Karina Kuschnir

desenhos, textos, coisas


12 Comentários

A tese é viva, viva a tese

poshiroshigep

Quando estava no mestrado e no doutorado, eu tinha um medo constante de encontrar alguém e ouvir a pergunta:

— Sobre o que é a sua tese?

Podia ser qualquer pessoa — querida, distante, acadêmica, leiga, humilde, alegre. Não importava. Se ela soubesse que eu andava estudando muito… lá vinha o questionário:

— O que você anda fazendo? Ah, é uma tese? E sobre o que é? Mas qual é o título? Resume!

É, eu sei. É difícil. Suspirar não adianta.
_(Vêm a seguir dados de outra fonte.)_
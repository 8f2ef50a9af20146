#![deny(missing_docs)]
//! Shared logging utilities for the digest workspace.
//!
//! This crate provides the `digest_*` logging macros used across the codebase,
//! the logger initialization used by the binary, and a minimal test initializer
//! for the global logger.

use std::fs::File;
use std::path::{Path, PathBuf};

use log::LevelFilter;
use simplelog::{
    ColorChoice, CombinedLogger, Config, ConfigBuilder, SharedLogger, TermLogger, TerminalMode,
    WriteLogger,
};

/// Default log file, relative to the current working directory.
pub const DEFAULT_LOG_FILE: &str = "./digest.log";

/// Logs a trace-level message using the global logging facade.
#[macro_export]
macro_rules! digest_trace {
    ($($arg:tt)*) => {{
        log::trace!($($arg)*);
    }};
}

/// Logs an info-level message using the global logging facade.
#[macro_export]
macro_rules! digest_info {
    ($($arg:tt)*) => {{
        log::info!($($arg)*);
    }};
}

/// Logs a debug-level message using the global logging facade.
#[macro_export]
macro_rules! digest_debug {
    ($($arg:tt)*) => {{
        log::debug!($($arg)*);
    }};
}

/// Logs a warn-level message using the global logging facade.
#[macro_export]
macro_rules! digest_warn {
    ($($arg:tt)*) => {{
        log::warn!($($arg)*);
    }};
}

/// Logs an error-level message using the global logging facade.
#[macro_export]
macro_rules! digest_error {
    ($($arg:tt)*) => {{
        log::error!($($arg)*);
    }};
}

/// Destination for log output.
#[derive(Debug, Clone, Copy, PartialEq, Eq)]
pub enum LogDestination {
    /// Write to a log file only.
    File,
    /// Write to terminal (stdout/stderr).
    Terminal,
    /// Write to both file and terminal.
    Both,
}

/// Initialize the global logger with the specified destination.
///
/// For `LogDestination::File` or `Both`, the file at `log_path` is created
/// (truncating any previous run). If the file cannot be created, `Both`
/// degrades to terminal-only and `File` leaves logging disabled.
pub fn initialize(destination: LogDestination, level: LevelFilter, log_path: &Path) {
    let config = build_config();

    let loggers: Vec<Box<dyn SharedLogger>> = match destination {
        LogDestination::File => match create_file_logger(level, config, log_path) {
            Some(file_logger) => vec![file_logger],
            None => return,
        },
        LogDestination::Terminal => {
            vec![TermLogger::new(
                level,
                config,
                TerminalMode::Mixed,
                ColorChoice::Auto,
            )]
        }
        LogDestination::Both => {
            let mut loggers: Vec<Box<dyn SharedLogger>> = vec![TermLogger::new(
                level,
                config.clone(),
                TerminalMode::Mixed,
                ColorChoice::Auto,
            )];
            if let Some(file_logger) = create_file_logger(level, config, log_path) {
                loggers.push(file_logger);
            }
            loggers
        }
    };

    let _ = CombinedLogger::init(loggers);
}

/// Resolves the log file path, falling back to [`DEFAULT_LOG_FILE`].
pub fn log_file_path(custom: Option<&Path>) -> PathBuf {
    custom
        .map(Path::to_path_buf)
        .unwrap_or_else(|| PathBuf::from(DEFAULT_LOG_FILE))
}

fn build_config() -> Config {
    ConfigBuilder::new()
        .set_time_format_rfc3339()
        .set_target_level(LevelFilter::Error)
        .build()
}

fn create_file_logger(
    level: LevelFilter,
    config: Config,
    log_path: &Path,
) -> Option<Box<dyn SharedLogger>> {
    match File::create(log_path) {
        Ok(file) => {
            let logger: Box<dyn SharedLogger> = WriteLogger::new(level, config, file);
            Some(logger)
        }
        Err(err) => {
            eprintln!("Warning: Could not create log file at {:?}: {}", log_path, err);
            None
        }
    }
}

/// Initializes a simple terminal logger for use in unit tests.
///
/// This safely no-ops if another logger has already been initialized.
pub fn initialize_for_tests() {
    // Use debug level in debug builds, info in release builds.
    let level = if cfg!(debug_assertions) {
        LevelFilter::Debug
    } else {
        LevelFilter::Info
    };

    // Ignore the error if a logger was already set by another test.
    let _ = CombinedLogger::init(vec![TermLogger::new(
        level,
        Config::default(),
        TerminalMode::Mixed,
        ColorChoice::Auto,
    )]);
}
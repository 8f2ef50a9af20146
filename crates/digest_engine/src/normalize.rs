use ego_tree::NodeRef;
use scraper::node::Node;
use scraper::Html;

/// Elements whose text is never human-readable content.
const SKIPPED_ELEMENTS: &[&str] = &["script", "style", "noscript", "template"];

/// Strips all markup and keeps text nodes in document order.
///
/// Anchor text is kept. Malformed markup is handled best-effort by the HTML5
/// parser; this never fails.
pub fn html_to_text(html: &str) -> String {
    let fragment = Html::parse_fragment(html);
    let mut text = String::with_capacity(html.len());
    collect_text(fragment.tree.root(), &mut text);
    text
}

/// Per-post mode.
pub fn normalize_posts<S: AsRef<str>>(posts: &[S]) -> Vec<String> {
    posts.iter().map(|post| html_to_text(post.as_ref())).collect()
}

/// Single-string mode: posts joined by one space.
pub fn normalize_joined<S: AsRef<str>>(posts: &[S]) -> String {
    normalize_posts(posts).join(" ")
}

fn collect_text(node: NodeRef<'_, Node>, out: &mut String) {
    match node.value() {
        Node::Text(text) => out.push_str(text),
        Node::Element(element) if SKIPPED_ELEMENTS.contains(&element.name()) => {}
        _ => {
            for child in node.children() {
                collect_text(child, out);
            }
        }
    }
}
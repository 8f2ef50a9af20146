use std::collections::HashMap;

#[derive(Debug, Clone, PartialEq, Eq)]
pub struct FrequencyEntry {
    pub item: String,
    pub count: usize,
}

/// Entries ordered by non-increasing count; equal counts keep first-seen order.
pub type FrequencyTable = Vec<FrequencyEntry>;

/// Counts occurrences and ranks them by descending count.
pub fn count_ranked<I>(items: I) -> FrequencyTable
where
    I: IntoIterator<Item = String>,
{
    let mut index: HashMap<String, usize> = HashMap::new();
    let mut table: FrequencyTable = Vec::new();

    for item in items {
        match index.get(&item) {
            Some(&slot) => table[slot].count += 1,
            None => {
                index.insert(item.clone(), table.len());
                table.push(FrequencyEntry { item, count: 1 });
            }
        }
    }

    // `sort_by` is stable, so ties stay in first-seen order.
    table.sort_by(|a, b| b.count.cmp(&a.count));
    table
}

pub fn top_n(table: &[FrequencyEntry], n: usize) -> &[FrequencyEntry] {
    &table[..n.min(table.len())]
}
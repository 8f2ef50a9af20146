mod config;
mod summary;

use anyhow::Context;
use digest_engine::DigestEngine;
use digest_logging::{digest_error, digest_info, digest_warn, LogDestination};
use log::LevelFilter;

use crate::config::{ConfigSource, API_URL_ENV, CONFIG_ENV};
use crate::summary::Summary;

fn main() -> anyhow::Result<()> {
    let path = config::config_path(std::env::var_os(CONFIG_ENV));
    let (config, source) = config::load(&path)?;

    let destination = if config.log_to_file {
        LogDestination::Both
    } else {
        LogDestination::Terminal
    };
    digest_logging::initialize(
        destination,
        LevelFilter::Info,
        &digest_logging::log_file_path(None),
    );

    match &source {
        ConfigSource::File(path) => digest_info!("Loaded config from {:?}", path),
        ConfigSource::Defaults(path) => {
            digest_warn!("No config at {:?}; using defaults", path)
        }
    }

    let api = config.api(std::env::var(API_URL_ENV).ok())?;
    let engine =
        DigestEngine::new(config.fetch_settings()).context("failed to set up the http client")?;
    let report = match engine.run_blocking(&config.job(api)) {
        Ok(report) => report,
        Err(err) => {
            digest_error!("Digest failed: {}", err);
            return Err(err).context("digest run failed");
        }
    };

    print!("{}", Summary::new(&report, &config.analysis));
    Ok(())
}
//! Replaces review-site anchors in generated Markdown with their visible text.
//!
//! Anchor spans are located textually so that everything around them is kept
//! byte for byte; each span is then parsed as HTML to read `href` and the
//! inner text, and classified by URL rather than by pattern.

use std::fs;
use std::io;
use std::ops::Range;
use std::path::{Path, PathBuf};

use digest_logging::{digest_debug, digest_info};
use scraper::{Html, Selector};
use url::Url;

use crate::partition::{clear_segment_files, list_segment_files, segment_file_name};
use crate::persist::{OutputDir, PersistError};
use crate::progress::ProgressSink;
use crate::{PipelineEvent, Stage};

const LINK_HOSTS: &[&str] = &["www.goodreads.com", "goodreads.com"];

#[derive(Debug, Clone, Copy, PartialEq, Eq, Hash)]
pub enum LinkCategory {
    Book,
    Author,
    Review,
}

impl LinkCategory {
    /// Rewrite order.
    pub const ALL: [LinkCategory; 3] = [
        LinkCategory::Book,
        LinkCategory::Author,
        LinkCategory::Review,
    ];

    pub fn path_prefix(self) -> &'static str {
        match self {
            LinkCategory::Book => "/book/show",
            LinkCategory::Author => "/author/show",
            LinkCategory::Review => "/review/show",
        }
    }

    fn from_href(href: &str) -> Option<Self> {
        let url = Url::parse(href.trim()).ok()?;
        if !matches!(url.scheme(), "http" | "https") {
            return None;
        }
        let host = url.host_str()?;
        if !LINK_HOSTS.iter().any(|h| h.eq_ignore_ascii_case(host)) {
            return None;
        }
        Self::ALL
            .into_iter()
            .find(|category| url.path().starts_with(category.path_prefix()))
    }
}

#[derive(Debug, Clone, PartialEq, Eq)]
pub struct LinkMatch {
    pub category: LinkCategory,
    pub visible_text: String,
    /// Full anchor markup exactly as it appears in the source text.
    pub markup: String,
}

#[derive(Debug, Clone, PartialEq, Eq)]
pub struct RewriteOutcome {
    pub text: String,
    pub matches: Vec<LinkMatch>,
}

#[derive(Debug, Clone, PartialEq, Eq, Default)]
pub struct RewriteSummary {
    pub files: Vec<PathBuf>,
    pub links_rewritten: usize,
}

#[derive(Debug, thiserror::Error)]
pub enum RewriteError {
    #[error("input directory {0:?} does not exist")]
    MissingInputDir(PathBuf),
    #[error("failed to read {path:?}: {source}")]
    Read {
        path: PathBuf,
        #[source]
        source: io::Error,
    },
    #[error(transparent)]
    Persist(#[from] PersistError),
}

/// Finds every anchor of a known category, in document order.
pub fn find_links(text: &str) -> Vec<LinkMatch> {
    let Ok(selector) = Selector::parse("a[href]") else {
        return Vec::new();
    };
    anchor_spans(text)
        .into_iter()
        .filter_map(|span| classify_anchor(&text[span], &selector))
        .collect()
}

/// Replaces each matched anchor with its visible text.
///
/// Markup is substituted literally, never interpreted as a pattern. Text with
/// no matching anchors is returned unchanged.
pub fn rewrite_links(text: &str) -> RewriteOutcome {
    let matches = find_links(text);
    let mut rewritten = text.to_string();
    for category in LinkCategory::ALL {
        for link in matches.iter().filter(|m| m.category == category) {
            rewritten = rewritten.replace(&link.markup, &link.visible_text);
        }
    }
    RewriteOutcome {
        text: rewritten,
        matches,
    }
}

/// Rewrites every generated file in `input_dir` into `output_dir`.
///
/// Inputs are taken in ascending start-index order; see [`rewrite_files`].
pub fn rewrite_directory(
    input_dir: &Path,
    output_dir: &Path,
    sink: &dyn ProgressSink,
) -> Result<RewriteSummary, RewriteError> {
    if !input_dir.is_dir() {
        return Err(RewriteError::MissingInputDir(input_dir.to_path_buf()));
    }
    let sources = list_segment_files(input_dir).map_err(|source| RewriteError::Read {
        path: input_dir.to_path_buf(),
        source,
    })?;
    rewrite_files(&sources, output_dir, sink)
}

/// Rewrites `sources`, in the given order, into `output_dir` as
/// `blog_posts1.md`, `blog_posts2.md`, ...
///
/// All sources are read before anything is written, so they may live in
/// `output_dir`. Generated files already in `output_dir` are then removed,
/// leaving exactly one rewritten file per source.
pub fn rewrite_files(
    sources: &[PathBuf],
    output_dir: &Path,
    sink: &dyn ProgressSink,
) -> Result<RewriteSummary, RewriteError> {
    let mut contents = Vec::with_capacity(sources.len());
    for path in sources {
        let text = fs::read_to_string(path).map_err(|source| RewriteError::Read {
            path: path.clone(),
            source,
        })?;
        contents.push(text);
    }

    let output = OutputDir::create(output_dir)?;
    clear_segment_files(output.path())?;

    let mut summary = RewriteSummary::default();
    for (n, (source, text)) in sources.iter().zip(&contents).enumerate() {
        let outcome = rewrite_links(text);
        digest_debug!("{:?}: {} links rewritten", source, outcome.matches.len());
        let path = output.write(&segment_file_name(n + 1), &outcome.text)?;
        sink.emit(PipelineEvent::FileWritten {
            stage: Stage::Rewriting,
            path: path.clone(),
        });
        summary.links_rewritten += outcome.matches.len();
        summary.files.push(path);
    }

    digest_info!(
        "Rewrote {} links across {} files into {:?}",
        summary.links_rewritten,
        summary.files.len(),
        output.path()
    );
    Ok(summary)
}

/// Byte ranges of `<a ...>...</a>` spans. Anchors do not nest.
fn anchor_spans(text: &str) -> Vec<Range<usize>> {
    // ASCII lowercasing keeps byte offsets identical.
    let lower = text.to_ascii_lowercase();
    let mut spans = Vec::new();
    let mut cursor = 0;

    while let Some(found) = lower[cursor..].find("<a") {
        let start = cursor + found;
        let after_name = start + 2;
        let opens_anchor = lower[after_name..]
            .chars()
            .next()
            .is_some_and(|c| c.is_whitespace() || c == '>');
        if !opens_anchor {
            cursor = after_name;
            continue;
        }
        match lower[after_name..].find("</a>") {
            Some(found_end) => {
                let end = after_name + found_end + "</a>".len();
                spans.push(start..end);
                cursor = end;
            }
            None => break,
        }
    }
    spans
}

fn classify_anchor(markup: &str, selector: &Selector) -> Option<LinkMatch> {
    let fragment = Html::parse_fragment(markup);
    let anchor = fragment.select(selector).next()?;
    let category = LinkCategory::from_href(anchor.value().attr("href")?)?;
    let visible_text: String = anchor.text().collect();
    if visible_text.is_empty() || !visible_text.chars().all(is_permitted_char) {
        return None;
    }
    Some(LinkMatch {
        category,
        visible_text,
        markup: markup.to_string(),
    })
}

/// Characters allowed in titles, author names and ratings.
fn is_permitted_char(c: char) -> bool {
    c.is_ascii_alphanumeric() || matches!(c, '.' | '!' | '-' | ':' | ',' | '&' | '\'' | ' ')
}
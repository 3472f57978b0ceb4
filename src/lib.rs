// Dispositions - Review disposition table tooling
// Validates and aggregates the review disposition tables kept in markdown plan documents

pub mod aggregator;
pub mod cli;
pub mod models;
pub mod parser;
pub mod validator;

pub use anyhow::{Context, Result};
pub use colored::Colorize;

// Re-export commonly used types
pub use aggregator::{aggregate_directory, parse_file_findings, AggregateRun};
pub use models::{AggregateStats, Disposition, DispositionTable, Finding, Severity};
pub use parser::find_disposition_tables;
pub use validator::validate_file;
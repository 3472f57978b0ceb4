use super::label::{Disposition, Severity};
use serde::Serialize;
use std::path::PathBuf;

/// One review finding extracted from a disposition table row
#[derive(Debug, Clone, PartialEq, Eq, Serialize)]
pub struct Finding {
    /// File the finding was read from
    pub file: PathBuf,
    /// Resolved round (unlabeled tables get an implicit number)
    pub round: u64,
    pub finding_id: Option<String>,
    pub reviewer: Option<String>,
    pub severity: Severity,
    pub severity_raw: String,
    pub summary: Option<String>,
    pub disposition: Disposition,
    pub disposition_raw: String,
    pub notes: Option<String>,
}
use crate::models::FileValidation;
use crate::validator::validate_file;
use crate::Result;
use colored::Colorize;
use std::path::Path;

/// Run the validate command.
///
/// Returns whether the file passed; input-access failures are errors.
pub fn run(file: &Path, json: bool) -> Result<bool> {
    let validation = validate_file(file)?;

    if json {
        println!(
            "{}",
            serde_json::to_string_pretty(&validation.to_json_output())?
        );
    } else {
        print_summary(&validation);
    }

    Ok(validation.passed())
}

fn print_summary(validation: &FileValidation) {
    let file = validation.file.display();

    if validation.tables_found == 0 {
        println!(
            "{} No disposition tables found in {}",
            "PASS:".green().bold(),
            file
        );
        return;
    }

    if validation.passed() {
        println!(
            "{} {} disposition table(s) validated successfully in {}",
            "PASS:".green().bold(),
            validation.tables_found,
            file
        );
        return;
    }

    println!(
        "{} {} error(s) in {} disposition table(s) in {}",
        "FAIL:".red().bold(),
        validation.issues.len(),
        validation.tables_found,
        file
    );
    println!();
    for message in validation.messages() {
        println!("  {} {}", "ERROR:".red(), message);
    }
    println!();
    println!("Fix the above errors and re-run validation.");
}

#[cfg(test)]
mod tests {
    use super::*;
    use tempfile::TempDir;

    #[test]
    fn test_run_pass_and_fail() {
        let temp = TempDir::new().unwrap();
        let good = temp.path().join("good.md");
        std::fs::write(
            &good,
            "## Review Disposition\n| Finding | Severity | Disposition |\n|---|---|---|\n| F1 | P0 | Incorporated |\n",
        )
        .unwrap();
        let bad = temp.path().join("bad.md");
        std::fs::write(
            &bad,
            "## Review Disposition\n| Finding | Severity | Disposition |\n|---|---|---|\n| F1 | P9 | Incorporated |\n",
        )
        .unwrap();

        assert!(run(&good, false).unwrap());
        assert!(!run(&bad, true).unwrap());
    }

    #[test]
    fn test_run_missing_file_is_error() {
        let temp = TempDir::new().unwrap();
        assert!(run(&temp.path().join("missing.md"), false).is_err());
    }
}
Muita calma nessa hora. A pessoa não vai embora. Será que ela percebeu que estou suando?

Sempre fui péssima com questionários, títulos e resumos. Para vocês terem uma ideia: não fui eu que escrevi o resumo da minha tese. E logo na primeira fala da minha defesa, o que uma professora da banca disse? “– Adorei o resumo!” (E eu pensando: puxa, nem dei os créditos para o verdadeiro autor. Mas pelo menos ele estava na plateia ouvindo o elogio! Shhh, não contem pra ninguém.)

Mas e a tese? Sobre o que é mesmo?

Tem sempre aquele truque de responder com outra pergunta: “– Depende: quantas horas você tem para me ouvir?” Com essa, muitos desistem e te deixam em paz.

Porque falar da tese com tempo é até legal, mas resumir um trabalho que você levou 4 anos para fazer (4, com sorte) em apenas 1, 5, 10, ou até em 20 minutos é uma tortura! (Se vocês estão em casa preparando a apresentação do dia da defesa, sabem bem do que estou falando.)

Explicar a tese no meio do processo, ou assim que a terminamos, é como olhar um quadro impressionista com o nariz colado na tela. Para ver a forma, só se afastando um pouco e pedindo ajuda! É mais ou menos como aquele truque de começar a escrever fingindo que está mandando um carta para o melhor amigo. Me ajudou muito ensaiar a explicação sobre a tese tanto com quem eu me sentia totalmente à vontade (mãe, amiga, namorado) quanto com quem, mesmo sem intimidade, compartilhava meu interesse pela área da pesquisa. Falar, gravar, se ouvir, escrever, ler em voz alta, ensaiar. Tudo isso me ajudava a ver o quadro mais amplo. 

E tem a moldura: dependendo de qual a gente escolhe, tudo muda! Pode ser a área que enfatizamos, o recorte que escolhemos, ou até uma reavalição das teorias ou dos dados empíricos; pode também ser uma outra etapa do trabalho: como reescrever tudo para transformar em livro, numa liguagem acessível ao leitor comum. (Essa, aliás, foi a opção que escolhi, quando tive a oportunidade de publicar minha pesquisa de doutorado. Acho que só consegui porque foi uns dois anos depois da defesa.) 

Mas e aquela perguntinha “sobre o que é a sua tese?”

Hoje em dia, depois de pensar muitos e muitos anos, acho que eu gostaria de ter podido responder sem medo: “– A tese eu ainda não tenho certeza sobre o que é; mas a pesquisa eu amei fazer e posso te contar. Você tá com tempo?”

A tese é viva, viva a tese!

E para quem se interessa pelo mundo acadêmico, o blog tem dicas para aproveitar a defesa de doutorado e outros textos sobre minhas experiências… nos truques da escrita, na elaboração de projetos, nas defesas de tese, nas dores de não passar, na falta de tempo, no ensino deantropologia e desenho, no aprender a desescrever, nas agruras de ser doutoranda, na vida dos alunos, no sorriso do professor, nas lições da vida acadêmica, na importância de não ser perfeito e nas muitas saudades de Oxford 1, 2, 3 e 4!

Sobre o desenho: Desenhos feitos na época em que fiz o calendário de agosto/2015, inpirado nas gravuras do artista japonês Ando Hiroshige. Ao buscar uma ilustração para esse post, achei que essas pessoas sozinhas na chuva lembravam bem a situação dos mestrandos e doutorandos na reta final da pós: a gente se sente meio encharcado e desconfortável. Mas o artista soube olhar de longe e nos mostrar a beleza de andar e navegar mesmo assim — como a Dory, do Nemo; como a Margaret Mee no Amazonas. Para os desenhos, fiz uma aguada bem clarinha de aquarela nas páginas de um caderno Laloran. Depois desenhei a chuva e os personagens com canetinha de nanquim descartável 0.05 e 0.01 (para a chuva, usei uma canetinha gasta) e colori as roupas com aquarela mais concentrada.